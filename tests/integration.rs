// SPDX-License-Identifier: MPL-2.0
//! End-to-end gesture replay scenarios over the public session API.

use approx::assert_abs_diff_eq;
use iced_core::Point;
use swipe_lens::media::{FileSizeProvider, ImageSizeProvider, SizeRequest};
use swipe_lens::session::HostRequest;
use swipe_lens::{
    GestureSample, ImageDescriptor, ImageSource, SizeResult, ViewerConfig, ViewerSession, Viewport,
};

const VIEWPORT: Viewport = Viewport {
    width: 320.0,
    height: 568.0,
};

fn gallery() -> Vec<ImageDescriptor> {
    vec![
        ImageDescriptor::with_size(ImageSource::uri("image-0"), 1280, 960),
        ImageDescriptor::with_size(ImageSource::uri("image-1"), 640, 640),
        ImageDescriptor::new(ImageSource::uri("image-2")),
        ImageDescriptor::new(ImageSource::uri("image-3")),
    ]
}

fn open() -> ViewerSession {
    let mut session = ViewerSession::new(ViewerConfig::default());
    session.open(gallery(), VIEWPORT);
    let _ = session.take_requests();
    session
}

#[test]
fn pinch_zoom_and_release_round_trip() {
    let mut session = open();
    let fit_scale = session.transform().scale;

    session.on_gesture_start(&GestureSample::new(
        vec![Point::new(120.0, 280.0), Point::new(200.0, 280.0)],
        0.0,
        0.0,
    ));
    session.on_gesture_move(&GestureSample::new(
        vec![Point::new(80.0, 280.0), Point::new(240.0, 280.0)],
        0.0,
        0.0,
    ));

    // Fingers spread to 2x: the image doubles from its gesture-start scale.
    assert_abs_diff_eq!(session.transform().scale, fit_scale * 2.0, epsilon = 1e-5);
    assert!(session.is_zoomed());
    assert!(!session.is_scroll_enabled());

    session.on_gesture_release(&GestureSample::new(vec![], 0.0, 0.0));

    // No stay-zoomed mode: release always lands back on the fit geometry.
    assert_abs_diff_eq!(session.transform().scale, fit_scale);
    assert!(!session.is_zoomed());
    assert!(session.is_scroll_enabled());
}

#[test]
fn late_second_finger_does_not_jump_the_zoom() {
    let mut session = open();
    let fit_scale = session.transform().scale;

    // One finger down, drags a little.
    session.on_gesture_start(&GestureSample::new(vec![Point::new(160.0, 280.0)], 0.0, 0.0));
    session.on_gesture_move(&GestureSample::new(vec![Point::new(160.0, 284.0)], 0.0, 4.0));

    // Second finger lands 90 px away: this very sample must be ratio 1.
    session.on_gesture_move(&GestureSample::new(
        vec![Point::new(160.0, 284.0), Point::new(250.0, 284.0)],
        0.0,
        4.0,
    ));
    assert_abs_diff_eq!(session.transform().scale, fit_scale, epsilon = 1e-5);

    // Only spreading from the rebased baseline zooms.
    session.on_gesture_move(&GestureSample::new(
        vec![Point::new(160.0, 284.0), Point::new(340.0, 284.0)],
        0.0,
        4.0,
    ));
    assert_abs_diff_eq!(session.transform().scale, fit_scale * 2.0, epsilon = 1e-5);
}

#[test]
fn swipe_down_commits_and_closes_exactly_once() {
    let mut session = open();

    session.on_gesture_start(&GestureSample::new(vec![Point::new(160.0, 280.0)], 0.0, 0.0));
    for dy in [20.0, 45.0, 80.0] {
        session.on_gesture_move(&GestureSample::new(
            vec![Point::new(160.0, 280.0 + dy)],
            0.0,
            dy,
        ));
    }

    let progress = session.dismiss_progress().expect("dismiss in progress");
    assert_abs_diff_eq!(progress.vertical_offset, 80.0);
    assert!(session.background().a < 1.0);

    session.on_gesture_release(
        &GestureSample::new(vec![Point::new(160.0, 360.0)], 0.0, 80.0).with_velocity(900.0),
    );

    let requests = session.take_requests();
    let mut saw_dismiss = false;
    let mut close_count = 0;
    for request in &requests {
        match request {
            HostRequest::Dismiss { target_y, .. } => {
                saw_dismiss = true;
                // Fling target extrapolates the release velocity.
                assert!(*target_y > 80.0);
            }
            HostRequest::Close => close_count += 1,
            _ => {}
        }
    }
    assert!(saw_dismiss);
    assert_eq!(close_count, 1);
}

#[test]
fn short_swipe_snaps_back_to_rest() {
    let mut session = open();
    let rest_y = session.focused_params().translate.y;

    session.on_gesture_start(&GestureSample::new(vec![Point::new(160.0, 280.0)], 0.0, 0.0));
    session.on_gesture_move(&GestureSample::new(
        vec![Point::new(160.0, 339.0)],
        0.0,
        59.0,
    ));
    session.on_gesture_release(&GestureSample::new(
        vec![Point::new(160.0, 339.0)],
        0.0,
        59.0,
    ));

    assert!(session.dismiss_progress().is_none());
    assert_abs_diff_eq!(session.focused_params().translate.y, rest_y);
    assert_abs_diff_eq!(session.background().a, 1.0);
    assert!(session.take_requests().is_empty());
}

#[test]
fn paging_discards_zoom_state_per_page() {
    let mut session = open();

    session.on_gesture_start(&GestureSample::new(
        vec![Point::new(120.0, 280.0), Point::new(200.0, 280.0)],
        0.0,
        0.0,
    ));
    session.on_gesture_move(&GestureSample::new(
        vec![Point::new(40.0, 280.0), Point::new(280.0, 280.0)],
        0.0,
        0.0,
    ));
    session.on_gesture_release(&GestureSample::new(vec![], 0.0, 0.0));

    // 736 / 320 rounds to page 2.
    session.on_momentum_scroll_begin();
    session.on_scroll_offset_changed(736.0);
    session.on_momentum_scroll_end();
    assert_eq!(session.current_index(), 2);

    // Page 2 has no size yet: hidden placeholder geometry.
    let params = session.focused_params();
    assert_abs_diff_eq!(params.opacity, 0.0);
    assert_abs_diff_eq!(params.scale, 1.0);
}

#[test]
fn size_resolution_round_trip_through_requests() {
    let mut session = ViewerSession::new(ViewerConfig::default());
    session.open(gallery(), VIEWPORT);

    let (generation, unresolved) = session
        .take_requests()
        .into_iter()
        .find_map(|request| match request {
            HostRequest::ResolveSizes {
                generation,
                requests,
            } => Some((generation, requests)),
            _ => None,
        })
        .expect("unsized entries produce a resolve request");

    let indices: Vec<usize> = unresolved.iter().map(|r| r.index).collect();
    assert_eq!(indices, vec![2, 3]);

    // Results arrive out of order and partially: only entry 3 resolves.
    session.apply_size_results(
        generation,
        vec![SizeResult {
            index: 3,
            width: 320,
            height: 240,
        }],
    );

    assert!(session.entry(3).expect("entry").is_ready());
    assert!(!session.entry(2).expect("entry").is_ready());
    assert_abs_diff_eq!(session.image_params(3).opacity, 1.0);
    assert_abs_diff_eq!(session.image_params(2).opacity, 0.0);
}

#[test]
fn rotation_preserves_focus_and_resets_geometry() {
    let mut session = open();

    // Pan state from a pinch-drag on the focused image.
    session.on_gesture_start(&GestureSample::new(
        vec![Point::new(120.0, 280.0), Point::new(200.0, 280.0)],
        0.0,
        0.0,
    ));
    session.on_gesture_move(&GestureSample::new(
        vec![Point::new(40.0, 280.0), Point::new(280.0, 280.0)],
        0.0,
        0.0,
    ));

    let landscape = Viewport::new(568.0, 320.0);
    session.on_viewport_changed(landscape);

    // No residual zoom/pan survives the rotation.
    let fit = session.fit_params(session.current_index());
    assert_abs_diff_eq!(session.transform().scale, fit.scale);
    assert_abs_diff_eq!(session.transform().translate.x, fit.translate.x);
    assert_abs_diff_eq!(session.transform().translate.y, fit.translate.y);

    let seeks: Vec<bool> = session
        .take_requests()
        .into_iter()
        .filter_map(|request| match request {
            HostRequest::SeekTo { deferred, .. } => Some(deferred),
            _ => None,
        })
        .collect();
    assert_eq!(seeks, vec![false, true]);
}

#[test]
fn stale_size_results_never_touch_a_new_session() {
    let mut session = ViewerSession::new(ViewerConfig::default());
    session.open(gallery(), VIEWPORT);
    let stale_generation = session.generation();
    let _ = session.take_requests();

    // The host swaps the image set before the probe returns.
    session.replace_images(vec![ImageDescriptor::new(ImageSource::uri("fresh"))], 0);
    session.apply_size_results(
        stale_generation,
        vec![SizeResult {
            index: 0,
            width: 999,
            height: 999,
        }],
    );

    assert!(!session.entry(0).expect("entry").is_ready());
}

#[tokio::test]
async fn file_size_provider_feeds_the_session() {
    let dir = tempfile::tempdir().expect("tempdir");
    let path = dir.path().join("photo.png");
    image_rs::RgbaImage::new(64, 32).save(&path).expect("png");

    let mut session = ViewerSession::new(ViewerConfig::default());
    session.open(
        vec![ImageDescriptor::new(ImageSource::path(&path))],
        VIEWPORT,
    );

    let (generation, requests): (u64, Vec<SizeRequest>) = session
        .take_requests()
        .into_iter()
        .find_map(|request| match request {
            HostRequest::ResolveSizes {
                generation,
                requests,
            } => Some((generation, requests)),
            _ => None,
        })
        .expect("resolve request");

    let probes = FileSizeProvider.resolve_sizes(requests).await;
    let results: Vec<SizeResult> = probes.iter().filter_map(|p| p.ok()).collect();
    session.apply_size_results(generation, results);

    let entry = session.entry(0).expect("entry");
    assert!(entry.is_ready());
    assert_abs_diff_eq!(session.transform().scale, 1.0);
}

---

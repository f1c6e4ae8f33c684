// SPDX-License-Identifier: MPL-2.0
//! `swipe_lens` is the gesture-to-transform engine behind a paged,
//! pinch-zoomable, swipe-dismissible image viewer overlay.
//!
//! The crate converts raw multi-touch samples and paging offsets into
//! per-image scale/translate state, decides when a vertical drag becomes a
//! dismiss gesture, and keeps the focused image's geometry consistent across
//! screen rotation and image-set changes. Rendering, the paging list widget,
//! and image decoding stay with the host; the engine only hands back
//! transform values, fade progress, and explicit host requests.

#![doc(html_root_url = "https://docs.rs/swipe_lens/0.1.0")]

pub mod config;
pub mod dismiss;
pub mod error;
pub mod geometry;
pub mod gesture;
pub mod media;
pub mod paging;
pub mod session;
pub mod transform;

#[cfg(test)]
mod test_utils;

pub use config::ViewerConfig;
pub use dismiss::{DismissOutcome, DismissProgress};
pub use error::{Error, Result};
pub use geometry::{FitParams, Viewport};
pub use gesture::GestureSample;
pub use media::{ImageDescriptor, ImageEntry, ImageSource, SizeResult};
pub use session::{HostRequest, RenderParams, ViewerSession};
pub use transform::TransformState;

---

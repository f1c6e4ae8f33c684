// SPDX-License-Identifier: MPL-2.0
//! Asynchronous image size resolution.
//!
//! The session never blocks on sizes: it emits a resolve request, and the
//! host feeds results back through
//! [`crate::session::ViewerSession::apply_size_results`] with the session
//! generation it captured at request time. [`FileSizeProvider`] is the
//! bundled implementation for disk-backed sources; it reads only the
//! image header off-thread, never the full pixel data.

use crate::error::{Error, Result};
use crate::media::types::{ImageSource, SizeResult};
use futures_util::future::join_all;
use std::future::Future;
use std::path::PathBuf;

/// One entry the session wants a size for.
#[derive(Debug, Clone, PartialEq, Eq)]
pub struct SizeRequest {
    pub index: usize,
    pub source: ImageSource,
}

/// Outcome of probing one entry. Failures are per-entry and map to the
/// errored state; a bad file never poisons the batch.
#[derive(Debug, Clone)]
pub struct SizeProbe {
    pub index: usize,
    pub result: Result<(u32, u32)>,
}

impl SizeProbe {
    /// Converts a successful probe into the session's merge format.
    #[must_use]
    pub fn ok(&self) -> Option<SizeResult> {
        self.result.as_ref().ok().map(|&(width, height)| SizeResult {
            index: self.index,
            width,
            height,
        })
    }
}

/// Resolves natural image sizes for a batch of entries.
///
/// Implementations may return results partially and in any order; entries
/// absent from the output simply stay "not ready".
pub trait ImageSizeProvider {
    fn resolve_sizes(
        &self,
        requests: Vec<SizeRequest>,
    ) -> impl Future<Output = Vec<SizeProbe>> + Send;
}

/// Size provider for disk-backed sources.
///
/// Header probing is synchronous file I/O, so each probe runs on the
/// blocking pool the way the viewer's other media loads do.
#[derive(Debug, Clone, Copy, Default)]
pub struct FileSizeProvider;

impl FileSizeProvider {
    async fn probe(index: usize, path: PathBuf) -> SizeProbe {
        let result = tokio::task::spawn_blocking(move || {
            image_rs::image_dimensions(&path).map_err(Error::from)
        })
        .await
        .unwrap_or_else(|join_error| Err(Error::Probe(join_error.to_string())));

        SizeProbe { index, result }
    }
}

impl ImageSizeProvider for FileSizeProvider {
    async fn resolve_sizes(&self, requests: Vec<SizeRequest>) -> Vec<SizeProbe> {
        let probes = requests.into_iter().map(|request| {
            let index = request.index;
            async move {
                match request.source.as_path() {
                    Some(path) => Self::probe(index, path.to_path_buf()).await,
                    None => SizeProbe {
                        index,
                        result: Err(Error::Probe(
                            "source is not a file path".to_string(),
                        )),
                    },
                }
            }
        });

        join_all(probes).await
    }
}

*Action item:*
Where does the word "seeks" appear in the listing above? Copy every line that holds it.

*Answer section:*
    let seeks: Vec<bool> = session
    assert_eq!(seeks, vec![false, true]);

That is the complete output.